In the application of the multi-layer feedforward network of the BP algorithm, the most common application is the single hidden layer network. A single hidden layer feedforward network is also called a three-layer feedforward network, including an input layer, a hidden layer, and an output layer. As shown.

In a three-layer feedforward network, the input vector is X = ( x1 , x2...

Xn)T, which can introduce thresholds for hidden layer neurons; the hidden layer output vector is Y = ( y1 , y2...

Ym)T, which can introduce thresholds for the output layer neurons; the output layer output vector is O = ( o1 , o2...

Ol)T; the expected output vector is d = ( d1 , d2...

Dl)T.

The weight matrix of the input layer to the hidden layer is represented by V V = ( v1 , v2...

Vt...

Vm)T, where the column vector vt is the weight vector corresponding to the tth neuron of the hidden layer; the weight matrix of the hidden layer to the output layer is W = ( w1 , w2...

Wt...

Wl)T, where the column vector vt is the weight vector corresponding to the tth neuron of the hidden layer.
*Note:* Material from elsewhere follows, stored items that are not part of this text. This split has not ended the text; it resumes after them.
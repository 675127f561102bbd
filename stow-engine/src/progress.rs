// SPDX-License-Identifier: AGPL-3.0-or-later
//! Progress pub/sub bus
//!
//! One broadcast channel per job plus a global one. Sequence numbers are
//! assigned and sent while holding the bus lock, so every subscriber sees a
//! job's events in one total order. A lagging subscriber loses the oldest
//! events rather than slowing publishers down.

use chrono::{DateTime, Utc};
use futures::Stream;
use parking_lot::Mutex;
use serde::{Deserialize, Serialize};
use std::collections::{HashMap, VecDeque};
use tokio::sync::broadcast::{self, error::RecvError};

use stow_core::{StowError, StowResult};

use crate::job::{JobId, JobStatus};

/// Per-subscriber queue depth
pub const DEFAULT_CAPACITY: usize = 256;

#[derive(Debug, Clone, Copy, PartialEq, Eq, Serialize, Deserialize)]
#[serde(rename_all = "kebab-case")]
pub enum ProgressKind {
    Queued,
    Started,
    Progress,
    ItemDone,
    ItemFailed,
    Finished,
    Cancelled,
}

impl ProgressKind {
    pub fn is_terminal(&self) -> bool {
        matches!(self, ProgressKind::Finished | ProgressKind::Cancelled)
    }
}

/// Job counters at the moment an event was emitted
#[derive(Debug, Clone, Copy, PartialEq, Eq, Serialize, Deserialize)]
pub struct Counters {
    pub status: JobStatus,
    pub bytes_done: u64,
    pub bytes_total: u64,
    pub items_done: usize,
    pub items_failed: usize,
}

#[derive(Debug, Clone, PartialEq, Eq, Serialize, Deserialize)]
pub struct ProgressEvent {
    pub job_id: JobId,
    /// Strictly increasing per job, starting at 1
    pub seq: u64,
    pub kind: ProgressKind,
    pub counters: Counters,
    /// The item an item event refers to
    pub item: Option<String>,
    pub at: DateTime<Utc>,
}

/// Which events a subscription receives
#[derive(Debug, Clone, Copy, PartialEq, Eq)]
pub enum Topic {
    Job(JobId),
    All,
}

struct JobChannel {
    sender: broadcast::Sender<ProgressEvent>,
    next_seq: u64,
    last: Option<ProgressEvent>,
}

struct BusState {
    jobs: HashMap<JobId, JobChannel>,
}

pub struct ProgressBus {
    state: Mutex<BusState>,
    global: broadcast::Sender<ProgressEvent>,
    capacity: usize,
}

impl ProgressBus {
    pub fn new() -> Self {
        Self::with_capacity(DEFAULT_CAPACITY)
    }

    pub fn with_capacity(capacity: usize) -> Self {
        let capacity = capacity.max(1);
        Self {
            state: Mutex::new(BusState { jobs: HashMap::new() }),
            global: broadcast::channel(capacity).0,
            capacity,
        }
    }

    /// Create the channel for a new job
    pub(crate) fn open(&self, job_id: JobId) {
        let mut state = self.state.lock();
        state.jobs.entry(job_id).or_insert_with(|| JobChannel {
            sender: broadcast::channel(self.capacity).0,
            next_seq: 1,
            last: None,
        });
    }

    /// Drop a job's channel; its subscriptions end once drained
    pub(crate) fn close(&self, job_id: JobId) {
        self.state.lock().jobs.remove(&job_id);
    }

    /// Publish an event for `job_id`. Nothing is published after a terminal
    /// event. Returns the sequence number assigned, if published.
    pub(crate) fn publish(
        &self,
        job_id: JobId,
        kind: ProgressKind,
        counters: Counters,
        item: Option<String>,
    ) -> Option<u64> {
        let mut state = self.state.lock();
        let channel = state.jobs.get_mut(&job_id)?;
        if channel.last.as_ref().is_some_and(|e| e.kind.is_terminal()) {
            return None;
        }

        let event = ProgressEvent {
            job_id,
            seq: channel.next_seq,
            kind,
            counters,
            item,
            at: Utc::now(),
        };
        channel.next_seq += 1;
        // No receivers is not an error
        let _ = channel.sender.send(event.clone());
        let _ = self.global.send(event.clone());
        let seq = event.seq;
        channel.last = Some(event);
        Some(seq)
    }

    /// Subscribe to one job or to all jobs. The latest event of each matching
    /// job is delivered first, then everything published afterwards.
    pub fn subscribe(&self, topic: Topic) -> StowResult<Subscription> {
        let state = self.state.lock();
        let (initial, receiver) = match topic {
            Topic::Job(job_id) => {
                let channel = state
                    .jobs
                    .get(&job_id)
                    .ok_or_else(|| StowError::JobNotFound(job_id.to_string()))?;
                (channel.last.iter().cloned().collect(), channel.sender.subscribe())
            }
            Topic::All => {
                let mut latest: Vec<ProgressEvent> =
                    state.jobs.values().filter_map(|c| c.last.clone()).collect();
                latest.sort_by_key(|e| e.at);
                (latest.into(), self.global.subscribe())
            }
        };
        Ok(Subscription {
            initial,
            receiver,
            skipped: 0,
        })
    }

    pub fn subscriber_count(&self, topic: Topic) -> usize {
        match topic {
            Topic::Job(job_id) => self
                .state
                .lock()
                .jobs
                .get(&job_id)
                .map_or(0, |c| c.sender.receiver_count()),
            Topic::All => self.global.receiver_count(),
        }
    }

    /// The latest event published for `job_id`
    pub fn last_event(&self, job_id: JobId) -> Option<ProgressEvent> {
        self.state.lock().jobs.get(&job_id).and_then(|c| c.last.clone())
    }
}

impl Default for ProgressBus {
    fn default() -> Self {
        Self::new()
    }
}

/// A stream of events for one topic
pub struct Subscription {
    initial: VecDeque<ProgressEvent>,
    receiver: broadcast::Receiver<ProgressEvent>,
    skipped: u64,
}

impl Subscription {
    /// Next event, or `None` once the topic's channel is closed
    pub async fn recv(&mut self) -> Option<ProgressEvent> {
        if let Some(event) = self.initial.pop_front() {
            return Some(event);
        }
        loop {
            match self.receiver.recv().await {
                Ok(event) => return Some(event),
                Err(RecvError::Lagged(n)) => self.skipped += n,
                Err(RecvError::Closed) => return None,
            }
        }
    }

    /// How many events were lost to overflow so far
    pub fn skipped(&self) -> u64 {
        self.skipped
    }

    pub fn into_stream(self) -> impl Stream<Item = ProgressEvent> + Send {
        futures::stream::unfold(self, |mut sub| async move {
            let event = sub.recv().await?;
            Some((event, sub))
        })
    }
}

#[cfg(test)]
mod tests {
    use super::*;
    use futures::StreamExt;

    fn counters(bytes_done: u64) -> Counters {
        Counters {
            status: JobStatus::Running,
            bytes_done,
            bytes_total: 100,
            items_done: 0,
            items_failed: 0,
        }
    }

    #[tokio::test]
    async fn test_sequences_strictly_increase() {
        let bus = ProgressBus::new();
        let job = JobId::new();
        bus.open(job);
        let mut sub = bus.subscribe(Topic::Job(job)).unwrap();

        for i in 0..5 {
            bus.publish(job, ProgressKind::Progress, counters(i), None);
        }
        let mut last = 0;
        for _ in 0..5 {
            let event = sub.recv().await.unwrap();
            assert!(event.seq > last);
            last = event.seq;
        }
        assert_eq!(last, 5);
    }

    #[tokio::test]
    async fn test_late_subscriber_gets_last_snapshot_once() {
        let bus = ProgressBus::new();
        let job = JobId::new();
        bus.open(job);
        bus.publish(job, ProgressKind::Started, counters(0), None);
        bus.publish(job, ProgressKind::Progress, counters(40), None);

        let mut sub = bus.subscribe(Topic::Job(job)).unwrap();
        let first = sub.recv().await.unwrap();
        assert_eq!(first.seq, 2);
        assert_eq!(first.counters.bytes_done, 40);

        bus.publish(job, ProgressKind::Progress, counters(80), None);
        assert_eq!(sub.recv().await.unwrap().seq, 3);
    }

    #[tokio::test]
    async fn test_nothing_after_terminal() {
        let bus = ProgressBus::new();
        let job = JobId::new();
        bus.open(job);
        assert!(bus.publish(job, ProgressKind::Cancelled, counters(0), None).is_some());
        assert!(bus.publish(job, ProgressKind::Progress, counters(1), None).is_none());
        assert_eq!(bus.last_event(job).unwrap().kind, ProgressKind::Cancelled);
    }

    #[tokio::test]
    async fn test_lagging_subscriber_drops_oldest() {
        let bus = ProgressBus::with_capacity(4);
        let job = JobId::new();
        bus.open(job);
        let mut sub = bus.subscribe(Topic::Job(job)).unwrap();
        for i in 0..10 {
            bus.publish(job, ProgressKind::Progress, counters(i), None);
        }
        let event = sub.recv().await.unwrap();
        assert_eq!(sub.skipped(), 6);
        assert_eq!(event.seq, 7);
    }

    #[tokio::test]
    async fn test_global_topic_and_close() {
        let bus = ProgressBus::new();
        let (a, b) = (JobId::new(), JobId::new());
        bus.open(a);
        bus.open(b);
        let all = bus.subscribe(Topic::All).unwrap();
        let single = bus.subscribe(Topic::Job(a)).unwrap();

        bus.publish(a, ProgressKind::Started, counters(0), None);
        bus.publish(b, ProgressKind::Started, counters(0), None);
        bus.close(a);

        let events: Vec<_> = single.into_stream().collect().await;
        assert_eq!(events.len(), 1);

        let mut all = all;
        assert_eq!(all.recv().await.unwrap().job_id, a);
        assert_eq!(all.recv().await.unwrap().job_id, b);
        assert!(matches!(bus.subscribe(Topic::Job(a)), Err(StowError::JobNotFound(_))));
    }
}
The following is a mathematical analysis of the relationship between the signals of the layers: for the input layer O k = f ( net k)

k = 1 , 2...

l net k =∑w jk yj

k = 1 , 2...

l , j∈<0 , m> for the hidden layer yj = f ( net j) j = 1 , 2...

m net j =∑w ij xi

j = 1 , 2...

m , i∈<0 , m> In the above two equations, the transfer function f ( x) uses the unipolar Sigmoid function f ( x) = 1 - e?

x / 1 + e?

x Because f(x) has continuous and conductive characteristics, and has f'(x) = f(x) <1 - f(x) > 3 programmed air conditioner control process, room leakage, people, things The number of rooms, the number of door opening and closing, etc. are all uncertain factors. The refrigeration capacity is also nonlinearly related to the compressor speed. Therefore, the fuzzy control is more accurate than the traditional control, the transition process is excellent, and the comfort is high. The control system is as shown.

The error E of the two is calculated based on the temperature value measured by the temperature sensor and the demand thermometer input by the user, and the error change rate d E/dt is calculated. These two sets of data are converted into input ranges as input values ​​for the network. Learning by BP

The law trains the network, and the training process of the network is done independently on the computer. The input value is passed through the network to obtain a corresponding output value, and then the output value is converted into the range of the control domain, and the compressor is controlled in real time. 3 The basic programming steps of the 1BP learning algorithm are as follows.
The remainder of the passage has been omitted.